(Records from a data collection)

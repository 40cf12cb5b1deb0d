//! Log subscriber setup for native builds.
//!
//! In the browser, diagnostics go through `web_sys::console` instead.

use tracing_subscriber::EnvFilter;

/// Install a fmt subscriber filtered by `filter`.
///
/// `RUST_LOG` takes precedence when set. An unparsable `filter` falls back to
/// `info`. Returns `false` if a global subscriber was already installed.
pub fn init(filter: &str) -> bool {
    let env_filter = EnvFilter::try_from_default_env()
        .or_else(|_| EnvFilter::try_new(filter))
        .unwrap_or_else(|_| EnvFilter::new("info"));

    tracing_subscriber::fmt()
        .with_env_filter(env_filter)
        .with_target(true)
        .try_init()
        .is_ok()
}
//! Region area calculator view-model.
//!
//! Holds the pasted text and the two derived table views. Every input change
//! reruns the whole pipeline from the text; no derived state survives it.

use crate::data_view::{TableDataInput, TableDataView, TableDataViewMessage};
use crate::region_area::{
    expand_regions, intermediate_table, parse_raw_input, result_table, sum_region_areas,
    ExpandedRow, ResultRow, SAMPLE_INPUT,
};
use crate::text;
use areakit_core::{Command, State};
use serde::{Deserialize, Serialize};

/// Page title.
pub const TITLE: &str = "Region Area Calculator";

/// Messages for [`AreaSeparator`].
#[derive(Debug, Clone, PartialEq)]
pub enum AreaSeparatorMessage {
    /// The input text changed
    SetInput(String),
    /// Message for the result table view
    Output(TableDataViewMessage),
    /// Message for the intermediate table view
    Intermediate(TableDataViewMessage),
}

/// Options for building an [`AreaSeparator`].
#[derive(Debug, Clone, PartialEq, Eq)]
pub struct AreaSeparatorOptions {
    /// Start with [`SAMPLE_INPUT`] instead of empty text
    pub load_sample: bool,
    /// CSV delimiter for both tables
    pub delimiter: String,
    /// Copy tooltip duration in milliseconds
    pub feedback_ms: u64,
}

impl Default for AreaSeparatorOptions {
    fn default() -> Self {
        Self {
            load_sample: true,
            delimiter: ",".to_string(),
            feedback_ms: crate::copy_button::DEFAULT_FEEDBACK_MS,
        }
    }
}

/// Region area calculator state.
#[derive(Debug, Clone, PartialEq, Serialize, Deserialize)]
pub struct AreaSeparator {
    data: String,
    input: TableDataInput,
    expanded: Vec<ExpandedRow>,
    results: Vec<ResultRow>,
    output: TableDataView,
    intermediate: TableDataView,
}

impl Default for AreaSeparator {
    fn default() -> Self {
        Self::new(&AreaSeparatorOptions::default())
    }
}

impl AreaSeparator {
    /// Create the calculator.
    #[must_use]
    pub fn new(options: &AreaSeparatorOptions) -> Self {
        let view = |label: &str| {
            TableDataView::new(label)
                .delimiter(options.delimiter.clone())
                .feedback_ms(options.feedback_ms)
        };
        let mut separator = Self {
            data: String::new(),
            input: TableDataInput::new(),
            expanded: Vec::new(),
            results: Vec::new(),
            output: view("Output"),
            intermediate: view("Intermediate"),
        };
        let initial = if options.load_sample { SAMPLE_INPUT } else { "" };
        separator.set_data(initial.to_string());
        separator
    }

    fn set_data(&mut self, data: String) {
        let input = parse_raw_input(&data);
        self.expanded = expand_regions(&input.rows);
        self.results = sum_region_areas(&self.expanded);
        self.intermediate.set_table(intermediate_table(&self.expanded));
        self.output.set_table(result_table(&self.results));
        self.input.set_value(text::trim(&data));
        self.data = data;
    }

    /// Raw text as last entered.
    #[must_use]
    pub fn data(&self) -> &str {
        &self.data
    }

    /// The input box (shows the trimmed text).
    #[must_use]
    pub const fn input(&self) -> &TableDataInput {
        &self.input
    }

    /// Per-region contributions.
    #[must_use]
    pub fn expanded(&self) -> &[ExpandedRow] {
        &self.expanded
    }

    /// Per-region totals.
    #[must_use]
    pub fn results(&self) -> &[ResultRow] {
        &self.results
    }

    /// Result table view.
    #[must_use]
    pub const fn output(&self) -> &TableDataView {
        &self.output
    }

    /// Intermediate table view.
    #[must_use]
    pub const fn intermediate(&self) -> &TableDataView {
        &self.intermediate
    }
}

impl State for AreaSeparator {
    type Message = AreaSeparatorMessage;

    fn update(&mut self, msg: Self::Message) -> Command<Self::Message> {
        match msg {
            AreaSeparatorMessage::SetInput(text) => {
                self.set_data(text);
                Command::None
            }
            AreaSeparatorMessage::Output(msg) => {
                self.output.update(msg).map(AreaSeparatorMessage::Output)
            }
            AreaSeparatorMessage::Intermediate(msg) => self
                .intermediate
                .update(msg)
                .map(AreaSeparatorMessage::Intermediate),
        }
    }
}

#[cfg(test)]
mod tests {
    use super::*;
    use crate::copy_button::CopyButtonMessage;

    #[test]
    fn test_starts_with_sample() {
        let separator = AreaSeparator::default();
        assert_eq!(separator.input().value(), text::trim(SAMPLE_INPUT));
        assert_eq!(separator.expanded().len(), 15);
        assert_eq!(separator.results().len(), 7);
        assert!(separator
            .output()
            .csv()
            .starts_with("Region,Total Area (Ha)\n1.11.2a,"));
    }

    #[test]
    fn test_starts_empty_without_sample() {
        let separator = AreaSeparator::new(&AreaSeparatorOptions {
            load_sample: false,
            ..AreaSeparatorOptions::default()
        });
        assert_eq!(separator.data(), "");
        assert!(separator.results().is_empty());
        assert_eq!(separator.output().csv(), "Region,Total Area (Ha)");
    }

    #[test]
    fn test_set_input_recomputes() {
        let mut separator = AreaSeparator::default();
        separator.update(AreaSeparatorMessage::SetInput(
            "RE P A\n1.11.8 100 0.10\n1.11.8 100 0.05\n".to_string(),
        ));
        assert_eq!(separator.results().len(), 1);
        assert_eq!(separator.input().value(), "RE P A\n1.11.8 100 0.10\n1.11.8 100 0.05");
        assert_eq!(
            separator.intermediate().csv(),
            "Region,Row Number,Total Area (Ha),Proportion,Region Area (Ha)\n\
             1.11.8,1,0.1,100,0.1\n\
             1.11.8,2,0.05,100,0.05"
        );
    }

    #[test]
    fn test_delimiter_option() {
        let separator = AreaSeparator::new(&AreaSeparatorOptions {
            delimiter: "\t".to_string(),
            ..AreaSeparatorOptions::default()
        });
        assert!(separator.output().csv().starts_with("Region\tTotal Area (Ha)"));
    }

    #[test]
    fn test_copy_output_csv() {
        let mut separator = AreaSeparator::default();
        let csv = separator.output().csv().to_string();
        let cmd = separator.update(AreaSeparatorMessage::Output(TableDataViewMessage::Copy(
            CopyButtonMessage::Press,
        )));
        assert_eq!(cmd.into_leaves()[0], Command::copy(csv));
    }

    #[test]
    fn test_state_serializes() {
        let separator = AreaSeparator::default();
        let json = serde_json::to_string(&separator).unwrap();
        let back: AreaSeparator = serde_json::from_str(&json).unwrap();
        assert_eq!(back.data(), separator.data());
        assert_eq!(
            back.results().iter().map(|r| &r.region).collect::<Vec<_>>(),
            separator.results().iter().map(|r| &r.region).collect::<Vec<_>>()
        );
    }
}
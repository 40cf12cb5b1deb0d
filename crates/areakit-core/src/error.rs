//! Error types for table validation.

use thiserror::Error;

/// Error raised when a table's rows do not agree with its declared headers.
#[derive(Debug, Clone, PartialEq, Eq, Error)]
pub enum TableError {
    /// Two headers declare the same key
    #[error("Duplicate header key: {0}")]
    DuplicateHeader(String),
    /// A row holds a cell under a key no header declares
    #[error("Row {row} has undeclared key '{key}'")]
    UndeclaredKey {
        /// Row index (0-based)
        row: usize,
        /// Offending key
        key: String,
    },
}
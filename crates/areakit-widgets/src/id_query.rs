//! ObjectID query builder.
//!
//! Turns a pasted list of IDs into `in(...)` filter expressions, one for
//! numeric ID columns and one for text ID columns. IDs are passed through
//! verbatim; nothing checks that they are numbers.

use crate::copy_button::{CopyButton, CopyButtonMessage};
use crate::text;
use areakit_core::{Command, State};
use serde::{Deserialize, Serialize};

/// Placeholder list used to derive the output placeholders.
const PLACEHOLDER_IDS: &str = "1\n2\n3\n4\n…";

/// Placeholder shown in the ID input.
pub const INPUT_PLACEHOLDER: &str = "1\n2\n3\n4\n⋮";

/// Split pasted text on runs of commas and whitespace.
///
/// Surrounding whitespace is trimmed first. Empty text yields one empty ID.
pub fn process_ids_text(text: &str) -> Vec<&str> {
    text::split_id_list(text::trim(text))
}

/// `in(1, 2, 3)`
pub fn make_numeric_query<S: AsRef<str>>(ids: &[S]) -> String {
    let joined = ids.iter().map(AsRef::as_ref).collect::<Vec<_>>().join(", ");
    format!("in({joined})")
}

/// `in('1', '2', '3')`
pub fn make_string_query<S: AsRef<str>>(ids: &[S]) -> String {
    let joined = ids
        .iter()
        .map(|id| format!("'{}'", id.as_ref()))
        .collect::<Vec<_>>()
        .join(", ");
    format!("in({joined})")
}

/// Messages for [`QgisQuery`].
#[derive(Debug, Clone, PartialEq, Eq)]
pub enum QgisQueryMessage {
    /// The ID text changed
    SetInput(String),
    /// Numeric output copy button message
    CopyNumeric(CopyButtonMessage),
    /// String output copy button message
    CopyString(CopyButtonMessage),
}

/// One labelled read-only output with its copy button.
#[derive(Debug, Clone, PartialEq, Serialize, Deserialize)]
pub struct OutputField {
    label: String,
    value: Option<String>,
    placeholder: String,
    copy_button: CopyButton,
}

impl OutputField {
    fn new(label: &str, placeholder: String, feedback_ms: u64) -> Self {
        Self {
            label: label.to_string(),
            value: None,
            placeholder,
            copy_button: CopyButton::default().feedback_ms(feedback_ms),
        }
    }

    fn set_value(&mut self, value: Option<String>) {
        self.copy_button
            .set_text(value.clone().unwrap_or_default());
        self.value = value;
    }

    /// Field label.
    #[must_use]
    pub fn label(&self) -> &str {
        &self.label
    }

    /// Query text, absent while the input is empty.
    #[must_use]
    pub fn value(&self) -> Option<&str> {
        self.value.as_deref()
    }

    /// Placeholder shown while there is no value.
    #[must_use]
    pub fn placeholder(&self) -> &str {
        &self.placeholder
    }

    /// The field's copy button.
    #[must_use]
    pub const fn copy_button(&self) -> &CopyButton {
        &self.copy_button
    }
}

/// ObjectID query view-model.
#[derive(Debug, Clone, PartialEq, Serialize, Deserialize)]
pub struct QgisQuery {
    input: Option<String>,
    numeric: OutputField,
    string: OutputField,
}

impl Default for QgisQuery {
    fn default() -> Self {
        Self::new()
    }
}

impl QgisQuery {
    /// Create an empty query builder.
    #[must_use]
    pub fn new() -> Self {
        Self::with_feedback_ms(crate::copy_button::DEFAULT_FEEDBACK_MS)
    }

    /// Create with a custom copy feedback delay.
    #[must_use]
    pub fn with_feedback_ms(feedback_ms: u64) -> Self {
        let ids = process_ids_text(PLACEHOLDER_IDS);
        Self {
            input: None,
            numeric: OutputField::new("Numeric", make_numeric_query(&ids), feedback_ms),
            string: OutputField::new("String", make_string_query(&ids), feedback_ms),
        }
    }

    /// Raw ID text, absent until the user types.
    #[must_use]
    pub fn input(&self) -> Option<&str> {
        self.input.as_deref()
    }

    /// Placeholder for the ID input.
    #[must_use]
    pub const fn input_placeholder(&self) -> &'static str {
        INPUT_PLACEHOLDER
    }

    /// Numeric output field.
    #[must_use]
    pub const fn numeric(&self) -> &OutputField {
        &self.numeric
    }

    /// String output field.
    #[must_use]
    pub const fn string(&self) -> &OutputField {
        &self.string
    }

    fn recompute(&mut self) {
        let ids = self
            .input
            .as_deref()
            .filter(|text| !text.is_empty())
            .map(process_ids_text);
        self.numeric
            .set_value(ids.as_deref().map(make_numeric_query));
        self.string.set_value(ids.as_deref().map(make_string_query));
    }
}

impl State for QgisQuery {
    type Message = QgisQueryMessage;

    fn update(&mut self, msg: Self::Message) -> Command<Self::Message> {
        match msg {
            QgisQueryMessage::SetInput(text) => {
                self.input = Some(text);
                self.recompute();
                Command::None
            }
            QgisQueryMessage::CopyNumeric(msg) => self
                .numeric
                .copy_button
                .update(msg)
                .map(QgisQueryMessage::CopyNumeric),
            QgisQueryMessage::CopyString(msg) => self
                .string
                .copy_button
                .update(msg)
                .map(QgisQueryMessage::CopyString),
        }
    }
}
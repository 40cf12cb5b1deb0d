//! Benchmarks for the region area pipeline.

use areakit_widgets::region_area::{
    expand_regions, intermediate_table, parse_raw_input, sum_region_areas,
};
use criterion::{black_box, criterion_group, criterion_main, Criterion};

fn generate_input(rows: usize) -> String {
    let mut text = String::from("RE PERCENT TotalArea_ha\n");
    for i in 0..rows {
        let a = i % 37;
        let b = (i * 7) % 41;
        text.push_str(&format!("1.{a}.{b}a/1.{b}.{a} 65/35 0.{i:09}\n"));
    }
    text
}

fn bench_parse(c: &mut Criterion) {
    let input = generate_input(3000);
    c.bench_function("parse_3000_rows", |b| {
        b.iter(|| parse_raw_input(black_box(&input)))
    });
}

fn bench_expand(c: &mut Criterion) {
    let rows = parse_raw_input(&generate_input(3000)).rows;
    c.bench_function("expand_3000_rows", |b| {
        b.iter(|| expand_regions(black_box(&rows)))
    });
}

fn bench_sum(c: &mut Criterion) {
    let expanded = expand_regions(&parse_raw_input(&generate_input(3000)).rows);
    c.bench_function("sum_6000_parts", |b| {
        b.iter(|| sum_region_areas(black_box(&expanded)))
    });
}

fn bench_full_pipeline_csv(c: &mut Criterion) {
    let input = generate_input(3000);
    c.bench_function("pipeline_to_csv_3000_rows", |b| {
        b.iter(|| {
            let rows = parse_raw_input(black_box(&input)).rows;
            let expanded = expand_regions(&rows);
            let _ = sum_region_areas(&expanded);
            intermediate_table(&expanded).to_csv(",")
        })
    });
}

criterion_group!(
    benches,
    bench_parse,
    bench_expand,
    bench_sum,
    bench_full_pipeline_csv
);
criterion_main!(benches);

Task prompt: I need the number of lines in the entries that include "whitespace"; please give that number and nothing else.

Answer section: 2